I was pleasantly surprised when I flew into the US this time to notice there were self service kiosks at immigration, at Atlanta. Sadly, the output of that processes was only to verify the fingerprints and then stand in another queue to meet a person. In a competitive environment (which I appreciate this isn’t), this would be the equivalent of solving half a problem.

So the way a digital “cart-before-the-horse” process might work is:

Product vision —> User journey understood —> MVP delivered —> engage with feedback —> co-create product roadmap with users —> co-own the outcomes —> deliver the (modified) vision.
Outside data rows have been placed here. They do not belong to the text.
//! Subcommand implementations. Each returns the text to print and whether
//! the check passed.

use std::path::Path;
use std::sync::Arc;

use serde::Serialize;
use serde_json::json;
use tracing::{debug, info};

use backoffice_core::{AdminContext, ErrorKind, MemoryRepository};
use backoffice_panels::{AdminConfig, AdminRuntime};
use backoffice_translation::{
    ExchangeCodec, ExchangeFormat, ExchangeService, MemoryJobStore, RowResult, RowStatus,
};

use crate::error::CliError;

/// Principal used for offline checks.
const CLI_ACTOR: &str = "backoffice-cli";

pub struct Outcome {
    pub output: String,
    pub ok: bool,
}

impl Outcome {
    fn ok(output: impl Into<String>) -> Self {
        Self {
            output: output.into(),
            ok: true,
        }
    }
}

pub async fn validate(config: AdminConfig) -> Result<Outcome, CliError> {
    let runtime = AdminRuntime::from_config(config).await?;
    let panels = runtime.registry().names().await;
    match runtime.validate_wiring().await {
        Ok(()) => {
            info!(panels = panels.len(), "Panel wiring is valid");
            Ok(Outcome::ok(format!(
                "{} panel(s) valid: {}",
                panels.len(),
                panels.join(", ")
            )))
        }
        Err(err) => {
            let body = json!({
                "text_code": err.text_code(),
                "message": err.to_string(),
                "metadata": err.metadata(),
            });
            Ok(Outcome {
                output: serde_json::to_string_pretty(&body)?,
                ok: false,
            })
        }
    }
}

pub fn template(format: ExchangeFormat) -> Result<Outcome, CliError> {
    let output = match format {
        ExchangeFormat::Csv => ExchangeCodec::template_csv()?,
        ExchangeFormat::Json => serde_json::to_string_pretty(&ExchangeCodec::template_json())?,
    };
    Ok(Outcome::ok(output))
}

/// Report from `check-rows`.
#[derive(Debug, Serialize)]
pub struct RowReport {
    pub format: ExchangeFormat,
    pub rows: usize,
    /// Rows that would fail on any store
    pub structural_errors: Vec<RowResult>,
    /// Rows that only failed because the offline store is empty
    pub unresolved: usize,
}

pub async fn check_rows(
    config: &AdminConfig,
    file: &Path,
    format: Option<ExchangeFormat>,
) -> Result<Outcome, CliError> {
    let format = match format {
        Some(format) => format,
        None => ExchangeFormat::from_path(&file.to_string_lossy())?,
    };
    let bytes = std::fs::read(file).map_err(|source| CliError::Io {
        path: file.to_path_buf(),
        source,
    })?;
    let rows = ExchangeCodec::decode(format, &bytes)?;
    debug!(rows = rows.len(), format = %format, "Exchange file decoded");

    let service = config.panels.iter().fold(
        ExchangeService::new(Arc::new(MemoryJobStore::new())),
        |service, panel| {
            let resource = panel.entity_type();
            service.with_repository(resource, Arc::new(MemoryRepository::new(resource)))
        },
    );
    let result = service
        .validate(&AdminContext::new(CLI_ACTOR), &rows)
        .await?;

    let not_found = ErrorKind::NotFound.as_str();
    let (unresolved, structural_errors): (Vec<RowResult>, Vec<RowResult>) = result
        .results
        .into_iter()
        .filter(|r| r.status != RowStatus::Success)
        .partition(|r| r.error.as_ref().is_some_and(|e| e.code == not_found));

    let report = RowReport {
        format,
        rows: rows.len(),
        structural_errors,
        unresolved: unresolved.len(),
    };
    Ok(Outcome {
        ok: report.structural_errors.is_empty(),
        output: serde_json::to_string_pretty(&report)?,
    })
}

pub fn features(config: &AdminConfig) -> Result<Outcome, CliError> {
    let flags = config.feature_flags()?;
    let keys: Vec<String> = flags.enabled_keys().map(|k| k.to_string()).collect();
    Ok(Outcome::ok(keys.join("\n")))
}

#[cfg(test)]
mod tests {
    use super::*;

    const CONFIG: &str = r#"
commands: [pages.archive]
workflows:
  - entity_type: pages
    transitions:
      - { name: request_approval, from: draft, to: pending_approval }
      - { name: approve, from: pending_approval, to: published }
panels:
  - name: pages
    translation_aware: true
    actions:
      - { name: submit_for_approval }
      - { name: publish }
    bulk_actions:
      - { name: archive, command_name: pages.archive }
"#;

    fn config() -> AdminConfig {
        AdminConfig::from_yaml(CONFIG).unwrap()
    }

    #[tokio::test]
    async fn test_validate_reports_panels() {
        let outcome = validate(config()).await.unwrap();
        assert!(outcome.ok);
        assert_eq!(outcome.output, "1 panel(s) valid: pages");

        let broken = AdminConfig::from_yaml(&CONFIG.replace("[pages.archive]", "[]")).unwrap();
        let outcome = validate(broken).await.unwrap();
        assert!(!outcome.ok);
        assert!(outcome.output.contains("VALIDATION_ERROR"));
    }

    #[test]
    fn test_csv_template_has_header_and_example() {
        let outcome = template(ExchangeFormat::Csv).unwrap();
        let lines: Vec<&str> = outcome.output.lines().collect();
        assert_eq!(lines.len(), 2);
        assert!(lines[0].starts_with("resource,"));
        assert!(lines[1].contains("page_1"));
    }

    #[tokio::test]
    async fn test_check_rows_separates_structural_errors() {
        let mut bad = ExchangeCodec::example_row();
        bad.target_locale = "en".into();
        let csv = ExchangeCodec::encode_csv(&[ExchangeCodec::example_row(), bad]).unwrap();
        let path = std::env::temp_dir().join(format!("backoffice-rows-{}.csv", std::process::id()));
        std::fs::write(&path, csv).unwrap();

        let outcome = check_rows(&config(), &path, None).await.unwrap();
        std::fs::remove_file(&path).unwrap();

        assert!(!outcome.ok);
        let report: serde_json::Value = serde_json::from_str(&outcome.output).unwrap();
        assert_eq!(report["rows"], 2);
        assert_eq!(report["unresolved"], 1);
        assert_eq!(report["structural_errors"][0]["index"], 1);
        assert_eq!(
            report["structural_errors"][0]["error"]["code"],
            "invalid_locale"
        );
    }

    #[tokio::test]
    async fn test_check_rows_unknown_extension() {
        let err = check_rows(&config(), Path::new("rows.xlsx"), None)
            .await
            .err()
            .unwrap();
        assert!(matches!(err, CliError::Admin(_)));
    }

    #[test]
    fn test_features_default_to_all() {
        let outcome = features(&config()).unwrap();
        assert_eq!(outcome.output.lines().count(), 20);
        assert!(outcome.output.lines().any(|k| k == "translation_queue"));
    }
}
So we’re back to the idea of customer journeys, and understanding how to simplify or transform them. If you were creating a new consumer product, such as the next Dropbox or Spotify, you have a certain level of freedom, I would even say simplicity as you have a clean sheet of paper with respect to your back end, processes, service and fulfilment. The challenge for enterprises is that simplifying one customer journey may require cutting across multiple business processes. This is why this is much harder for large businesses. From the earlier world where we built software to replicate our desired view of the process, we are now building tools that are perpendicular to process thinking. This can be messy, politically, operationally and commercially, for large organisations. Offering a transformation of how automobile accident claims are settled by an insurance company may require multiple departments, processes and existing technologies, to be impacted. So it would be a mistake to think of this as a trivial exercise of throwing a bit of technology out.

Also, digital processes typically apply to the systems of engagement – broadly speaking, to those components or aspects of your systems which need to interface with humans – be they customers, partners or employees.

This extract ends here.